From an outsider’s point of view, both can seem ridiculous. The oft-trotted out quote about twenty-two rich men chasing a bit of leather around some grass is an accurate but emotionless description of football, while a casual observer could look at a remarkably acted scene from Infinity War and say ‘It’s a man with a ludicrously deep voice emoting to a CGI rodent about how his family have died in increasingly unlikely circumstances’. Yes, this is technically true, but emotional investment turns absolutely everything into something meaningful.
Seeing football live is similar to the benefits of seeing films in the cinema as opposed to on telly. The communal element and reaction of the crowd shape your experience. Then there are the snacks associated with these locations, but let’s not get sidetracked by the eternal war between popcorn and Bovril.
Football is notoriously difficult to make cinematic, but if you punched the air during your favourite franchises’ biggest hero moments, you can relate to someone doing likewise as Leigh Jenkinson’s second free kick ripples the back of the net as St Johnstone coast to a 7-2 victory against Dundee on New Year’s Day. The appreciation of a story well-told evokes similar feelings to a game well-played, and the way St Johnstone are defending at the moment makes watching Gravity feel like a light breeze on a summer’s day.

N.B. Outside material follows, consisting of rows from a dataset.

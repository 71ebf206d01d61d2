//! Driving port for account sign-up.

use async_trait::async_trait;

use crate::domain::{Error, SignUpDetails, SignUpValidationError, UserId};

/// Result of a sign-up attempt with already validated details.
#[derive(Debug, Clone, PartialEq, Eq)]
pub enum RegistrationOutcome {
    /// The account was created.
    Registered(UserId),
    /// The account could not be created for user-facing reasons.
    Rejected(Vec<SignUpValidationError>),
}

/// Domain use-case port for creating accounts.
#[cfg_attr(test, mockall::automock)]
#[async_trait]
pub trait RegistrationService: Send + Sync {
    /// Create an account for `details`.
    async fn register(&self, details: &SignUpDetails) -> Result<RegistrationOutcome, Error>;
}
//! Tests for the restaurant domain service.

use std::sync::Arc;

use mockall::predicate::eq;
use rstest::{fixture, rstest};
use serde_json::json;

use super::*;
use crate::domain::ErrorCode;
use crate::domain::UserId;
use crate::domain::ports::MockRestaurantRepository;

#[fixture]
fn owner() -> UserId {
    UserId::new("11111111-1111-4111-8111-111111111111").expect("fixture owner id")
}

#[fixture]
fn stranger() -> UserId {
    UserId::new("22222222-2222-4222-8222-222222222222").expect("fixture stranger id")
}

fn restaurant(id: i64, name: &str, owner: &UserId) -> Restaurant {
    Restaurant::new(
        RestaurantId::new(id).expect("fixture id"),
        RestaurantName::new(name).expect("fixture name"),
        owner.clone(),
    )
}

fn id(raw: i64) -> RestaurantId {
    RestaurantId::new(raw).expect("fixture id")
}

fn service(repo: MockRestaurantRepository) -> RestaurantService<MockRestaurantRepository> {
    RestaurantService::new(Arc::new(repo))
}

#[rstest]
#[tokio::test]
async fn list_returns_repository_rows(owner: UserId) {
    let mut repo = MockRestaurantRepository::new();
    let rows = vec![restaurant(1, "KFC", &owner), restaurant(2, "Nandos", &owner)];
    let expected = rows.clone();
    repo.expect_list().times(1).return_once(move || Ok(rows));

    let listed = service(repo).list_restaurants().await.expect("list succeeds");
    assert_eq!(listed, expected);
}

#[rstest]
#[case(RestaurantRepositoryError::connection("refused"), ErrorCode::ServiceUnavailable)]
#[case(RestaurantRepositoryError::query("syntax"), ErrorCode::InternalError)]
#[tokio::test]
async fn list_maps_repository_errors(
    #[case] failure: RestaurantRepositoryError,
    #[case] expected: ErrorCode,
) {
    let mut repo = MockRestaurantRepository::new();
    repo.expect_list().times(1).return_once(move || Err(failure));

    let error = service(repo).list_restaurants().await.expect_err("list fails");
    assert_eq!(error.code(), expected);
}

#[rstest]
#[tokio::test]
async fn find_reports_missing_records() {
    let mut repo = MockRestaurantRepository::new();
    repo.expect_find_by_id()
        .with(eq(id(9)))
        .times(1)
        .return_once(|_| Ok(None));

    let error = service(repo).find_restaurant(id(9)).await.expect_err("missing");
    assert_eq!(error.code(), ErrorCode::NotFound);
    assert_eq!(error.message(), "restaurant 9 not found");
    assert_eq!(error.details(), Some(&json!({ "restaurantId": 9 })));
}

#[rstest]
#[tokio::test]
async fn create_stores_valid_names(owner: UserId) {
    let mut repo = MockRestaurantRepository::new();
    let stored = restaurant(1, "KFC", &owner);
    let expected = stored.clone();
    let expected_owner = owner.clone();
    repo.expect_insert()
        .withf(move |new| new.name.as_ref() == "KFC" && new.owner_id == expected_owner)
        .times(1)
        .return_once(move |_| Ok(stored));

    let outcome = service(repo)
        .create_restaurant(CreateRestaurantRequest {
            name: " KFC ".to_owned(),
            owner_id: owner,
        })
        .await
        .expect("create succeeds");

    assert_eq!(outcome, CreateRestaurantOutcome::Created(expected));
}

#[rstest]
#[case("")]
#[case("kf")]
#[case("  k ")]
#[tokio::test]
async fn create_rejects_short_names_without_touching_the_store(
    owner: UserId,
    #[case] name: &str,
) {
    let mut repo = MockRestaurantRepository::new();
    repo.expect_insert().never();

    let outcome = service(repo)
        .create_restaurant(CreateRestaurantRequest {
            name: name.to_owned(),
            owner_id: owner,
        })
        .await
        .expect("validation is not an error");

    let CreateRestaurantOutcome::Rejected(rejection) = outcome else {
        panic!("expected rejection, got {outcome:?}");
    };
    assert_eq!(rejection.attempted_name, name);
    assert_eq!(
        rejection.errors,
        vec!["Name is too short (minimum is 3 characters)".to_owned()]
    );
}

#[rstest]
#[tokio::test]
async fn update_renames_without_checking_ownership(owner: UserId) {
    let mut repo = MockRestaurantRepository::new();
    let current = restaurant(3, "KFC", &owner);
    let renamed = restaurant(3, "Kentucky Fried Chicken", &owner);
    let expected = renamed.clone();
    repo.expect_find_by_id()
        .with(eq(id(3)))
        .return_once(move |_| Ok(Some(current)));
    repo.expect_update_name()
        .withf(|restaurant_id, name| {
            *restaurant_id == id(3) && name.as_ref() == "Kentucky Fried Chicken"
        })
        .times(1)
        .return_once(move |_, _| Ok(Some(renamed)));

    let outcome = service(repo)
        .update_restaurant(UpdateRestaurantRequest {
            id: id(3),
            name: "Kentucky Fried Chicken".to_owned(),
        })
        .await
        .expect("update succeeds");

    assert_eq!(outcome, UpdateRestaurantOutcome::Updated(expected));
}

#[rstest]
#[tokio::test]
async fn update_with_short_name_keeps_the_record(owner: UserId) {
    let mut repo = MockRestaurantRepository::new();
    let current = restaurant(3, "KFC", &owner);
    let expected = current.clone();
    repo.expect_find_by_id()
        .return_once(move |_| Ok(Some(current)));
    repo.expect_update_name().never();

    let outcome = service(repo)
        .update_restaurant(UpdateRestaurantRequest {
            id: id(3),
            name: "k".to_owned(),
        })
        .await
        .expect("validation is not an error");

    let UpdateRestaurantOutcome::Rejected { current, rejection } = outcome else {
        panic!("expected rejection, got {outcome:?}");
    };
    assert_eq!(current, expected);
    assert_eq!(rejection.attempted_name, "k");
}

#[rstest]
#[tokio::test]
async fn update_reports_missing_records() {
    let mut repo = MockRestaurantRepository::new();
    repo.expect_find_by_id().return_once(|_| Ok(None));
    repo.expect_update_name().never();

    let error = service(repo)
        .update_restaurant(UpdateRestaurantRequest {
            id: id(4),
            name: "Burger Bar".to_owned(),
        })
        .await
        .expect_err("missing");
    assert_eq!(error.code(), ErrorCode::NotFound);
}

#[rstest]
#[tokio::test]
async fn destroy_by_owner_deletes(owner: UserId) {
    let mut repo = MockRestaurantRepository::new();
    let current = restaurant(5, "KFC", &owner);
    let expected = current.clone();
    repo.expect_find_by_id()
        .return_once(move |_| Ok(Some(current)));
    repo.expect_delete()
        .with(eq(id(5)))
        .times(1)
        .return_once(|_| Ok(true));

    let outcome = service(repo)
        .destroy_restaurant(DestroyRestaurantRequest {
            id: id(5),
            caller: owner,
        })
        .await
        .expect("destroy succeeds");

    assert_eq!(outcome, DestroyRestaurantOutcome::Deleted(expected));
}

#[rstest]
#[tokio::test]
async fn destroy_by_stranger_leaves_record(owner: UserId, stranger: UserId) {
    let mut repo = MockRestaurantRepository::new();
    let current = restaurant(5, "KFC", &owner);
    let expected = current.clone();
    repo.expect_find_by_id()
        .return_once(move |_| Ok(Some(current)));
    repo.expect_delete().never();

    let outcome = service(repo)
        .destroy_restaurant(DestroyRestaurantRequest {
            id: id(5),
            caller: stranger,
        })
        .await
        .expect("refusal is not an error");

    assert_eq!(outcome, DestroyRestaurantOutcome::NotOwner(expected));
}

#[rstest]
#[tokio::test]
async fn destroy_racing_a_concurrent_delete_is_not_found(owner: UserId) {
    let mut repo = MockRestaurantRepository::new();
    let current = restaurant(5, "KFC", &owner);
    repo.expect_find_by_id()
        .return_once(move |_| Ok(Some(current)));
    repo.expect_delete().return_once(|_| Ok(false));

    let error = service(repo)
        .destroy_restaurant(DestroyRestaurantRequest {
            id: id(5),
            caller: owner,
        })
        .await
        .expect_err("row vanished");
    assert_eq!(error.code(), ErrorCode::NotFound);
}
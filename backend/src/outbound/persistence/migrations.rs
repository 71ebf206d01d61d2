//! Embedded schema migrations.
//!
//! Migrations are compiled into the binary from `backend/migrations` and run
//! over a short-lived synchronous connection before the async pool starts
//! serving requests.

use diesel::Connection;
use diesel::pg::PgConnection;
use diesel_migrations::{EmbeddedMigrations, MigrationHarness, embed_migrations};
use tracing::info;

const MIGRATIONS: EmbeddedMigrations = embed_migrations!("migrations");

/// Errors raised while applying migrations.
#[derive(Debug, Clone, PartialEq, Eq, thiserror::Error)]
pub enum MigrationError {
    /// The database could not be reached.
    #[error("failed to connect for migrations: {message}")]
    Connection { message: String },

    /// A migration failed to apply.
    #[error("failed to apply migrations: {message}")]
    Apply { message: String },
}

/// Apply every pending migration to the database at `database_url`.
///
/// This blocks the calling thread; async callers should wrap it in
/// `tokio::task::spawn_blocking`.
///
/// # Errors
///
/// Returns [`MigrationError`] when connecting or migrating fails.
pub fn run_pending_migrations(database_url: &str) -> Result<usize, MigrationError> {
    let mut conn =
        PgConnection::establish(database_url).map_err(|err| MigrationError::Connection {
            message: err.to_string(),
        })?;
    let applied = conn
        .run_pending_migrations(MIGRATIONS)
        .map_err(|err| MigrationError::Apply {
            message: err.to_string(),
        })?;
    info!(count = applied.len(), "applied pending migrations");
    Ok(applied.len())
}
//! Domain ports and supporting types for the hexagonal boundary.

mod macros;
pub(crate) use macros::define_port_error;

mod account_repository;
mod login_service;
mod registration_service;
mod restaurant_repository;
mod restaurants_command;
mod restaurants_query;

#[cfg(test)]
pub use account_repository::MockAccountRepository;
pub use account_repository::{AccountRepository, AccountRepositoryError};
pub use login_service::LoginService;
#[cfg(test)]
pub use registration_service::MockRegistrationService;
pub use registration_service::{RegistrationOutcome, RegistrationService};
#[cfg(test)]
pub use restaurant_repository::MockRestaurantRepository;
pub use restaurant_repository::{RestaurantRepository, RestaurantRepositoryError};
pub use restaurants_command::{
    CreateRestaurantOutcome, CreateRestaurantRequest, DestroyRestaurantOutcome,
    DestroyRestaurantRequest, RestaurantRejection, RestaurantsCommand, UpdateRestaurantOutcome,
    UpdateRestaurantRequest,
};
pub use restaurants_query::RestaurantsQuery;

Because of this level of devotion, we see passions being catered to in similar ways with journalism, literature, forums and games. The DoG writers’ Fantasy Football league is a prime example of this middle ground between fandoms; the very concept of Fantasy Football has overlap with role playing games, in that players use stats and specialist knowledge to drive the story along. The more involved Fantasy Football games – such as the legendary stealer of time Football Manager – now allow you to choose between statements that shape what happens next and what sort of manager you become. It’s like Fable but with tracksuits.
Mixed in with this is an obsession with stats and trivia that pervades both cultures, the sort of mind that memorises football squad numbers and Doctor Who production codes or that ranks logos and fonts (France ‘98 Nike); the sort of fan emblemised by Statto from Baddiel & Skinner’s Fantasy Football League (1992 – 2000).
That show became associated with Nineties lad culture, and its this sort of connection that separates the two audiences in public consciousness. Words like “hooligan” and “casuals” aren’t associated with geeks, and there’s a classist bent to the stereotypes about football fans (the origins of the English league cluster around industrial hubs and mill towns, so even if it’s forty quid to get in now the foundations of football are as a working-class game).
You see ugliness rearing its head across both geek and football culture, with the recent Women’s World Cup producing predictable gatekeeping, approaching the levels of vitriol you’d associate with female-led reboots. Both football fans and geeks can also perceive criticisms of their allegiance as criticisms of them as people and defend objectionable things as a result.
Geek culture is based largely around finding your tribe, a group of like-minded people. The story we see time and time again is of bullied kids finding refuge in this sort of group, a minority against the sport-obsessed idiots who’ll be working in shitty retail jobs when you’re writing for a living.
This is all very simple, and that’s why it’s a story people are increasingly rejecting. Retail is harder than it looks. People have to eat. Jocks have hopes and dreams. A lot of authors also work in retail.
Also, it’s harder to play the persecuted minority card when pop culture is hugely geared towards us. They’re making another Batman film. A Song Of Ice And Fire just finished on telly. Marvel spent over a decade telling a story where Errol from 15 Storeys High plays a major supporting role. Picard has his own series. People can complain that football is on TV all the time, but also that superhero movies dominate cinema.
You can be enthusiastic to the point of tribalism about anything, but there’s a significant difference between acknowledging that football isn’t for you and dismissing everyone who enjoys it.